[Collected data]

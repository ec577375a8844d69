use anyhow::Result;
use std::path::{Path, PathBuf};
use walkdir::WalkDir;

/// Container extensions picked up by a scan. Matched case-sensitively.
pub const AUDIO_EXTENSIONS: [&str; 4] = ["m4a", "mp3", "flac", "wav"];

/// An audio file together with the tags the sync workflow cares about.
///
/// Empty strings stand for absent tags.
#[derive(Debug, Clone, Default, PartialEq, Eq)]
pub struct Track {
    pub path: PathBuf,
    pub title: String,
    pub artist: String,
    pub lyrics: String,
}

impl Track {
    pub fn new(path: impl Into<PathBuf>) -> Self {
        Self {
            path: path.into(),
            ..Self::default()
        }
    }

    pub fn with_title(mut self, title: impl Into<String>) -> Self {
        self.title = title.into();
        self
    }

    pub fn with_artist(mut self, artist: impl Into<String>) -> Self {
        self.artist = artist.into();
        self
    }

    pub fn with_lyrics(mut self, lyrics: impl Into<String>) -> Self {
        self.lyrics = lyrics.into();
        self
    }
}

pub fn is_audio_file(path: &Path) -> bool {
    path.extension()
        .and_then(|s| s.to_str())
        .map(|ext| AUDIO_EXTENSIONS.contains(&ext))
        .unwrap_or(false)
}

/// Verify that `dir` exists and is a directory before a scan
pub fn check_directory(dir: &Path) -> Result<()> {
    if !dir.exists() {
        anyhow::bail!("Directory does not exist: {}", dir.display());
    }
    if !dir.is_dir() {
        anyhow::bail!("Path is not a directory: {}", dir.display());
    }
    Ok(())
}

/// Recursively collect audio files below `dir`, in walk order.
///
/// Unreadable entries are logged and skipped.
pub fn scan(dir: &Path) -> Vec<PathBuf> {
    tracing::info!("Scanning for audio files in: {}", dir.display());

    let mut paths = Vec::new();
    for entry in WalkDir::new(dir) {
        let entry = match entry {
            Ok(entry) => entry,
            Err(e) => {
                tracing::warn!("Skipping unreadable entry: {}", e);
                continue;
            }
        };

        let path = entry.path();
        if entry.file_type().is_file() && is_audio_file(path) {
            tracing::debug!("Found audio file: {}", path.display());
            paths.push(path.to_path_buf());
        }
    }

    tracing::info!("Scan complete. Found {} audio files", paths.len());
    paths
}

=== ASSIGNMENT ===
Whatever is in the entries above, write it out exactly.

=== FINISHED TASK ===
repository ec577375a8844d69
use anyhow::Result;
use std::path::{Path, PathBuf};
use walkdir::WalkDir;

/// Container extensions picked up by a scan. Matched case-sensitively.
pub const AUDIO_EXTENSIONS: [&str; 4] = ["m4a", "mp3", "flac", "wav"];

/// An audio file together with the tags the sync workflow cares about.
///
/// Empty strings stand for absent tags.
#[derive(Debug, Clone, Default, PartialEq, Eq)]
pub struct Track {
    pub path: PathBuf,
    pub title: String,
    pub artist: String,
    pub lyrics: String,
}

impl Track {
    pub fn new(path: impl Into<PathBuf>) -> Self {
        Self {
            path: path.into(),
            ..Self::default()
        }
    }

    pub fn with_title(mut self, title: impl Into<String>) -> Self {
        self.title = title.into();
        self
    }

    pub fn with_artist(mut self, artist: impl Into<String>) -> Self {
        self.artist = artist.into();
        self
    }

    pub fn with_lyrics(mut self, lyrics: impl Into<String>) -> Self {
        self.lyrics = lyrics.into();
        self
    }
}

pub fn is_audio_file(path: &Path) -> bool {
    path.extension()
        .and_then(|s| s.to_str())
        .map(|ext| AUDIO_EXTENSIONS.contains(&ext))
        .unwrap_or(false)
}

/// Verify that `dir` exists and is a directory before a scan
pub fn check_directory(dir: &Path) -> Result<()> {
    if !dir.exists() {
        anyhow::bail!("Directory does not exist: {}", dir.display());
    }
    if !dir.is_dir() {
        anyhow::bail!("Path is not a directory: {}", dir.display());
    }
    Ok(())
}

/// Recursively collect audio files below `dir`, in walk order.
///
/// Unreadable entries are logged and skipped.
pub fn scan(dir: &Path) -> Vec<PathBuf> {
    tracing::info!("Scanning for audio files in: {}", dir.display());

    let mut paths = Vec::new();
    for entry in WalkDir::new(dir) {
        let entry = match entry {
            Ok(entry) => entry,
            Err(e) => {
                tracing::warn!("Skipping unreadable entry: {}", e);
                continue;
            }
        };

        let path = entry.path();
        if entry.file_type().is_file() && is_audio_file(path) {
            tracing::debug!("Found audio file: {}", path.display());
            paths.push(path.to_path_buf());
        }
    }

    tracing::info!("Scan complete. Found {} audio files", paths.len());
    paths
}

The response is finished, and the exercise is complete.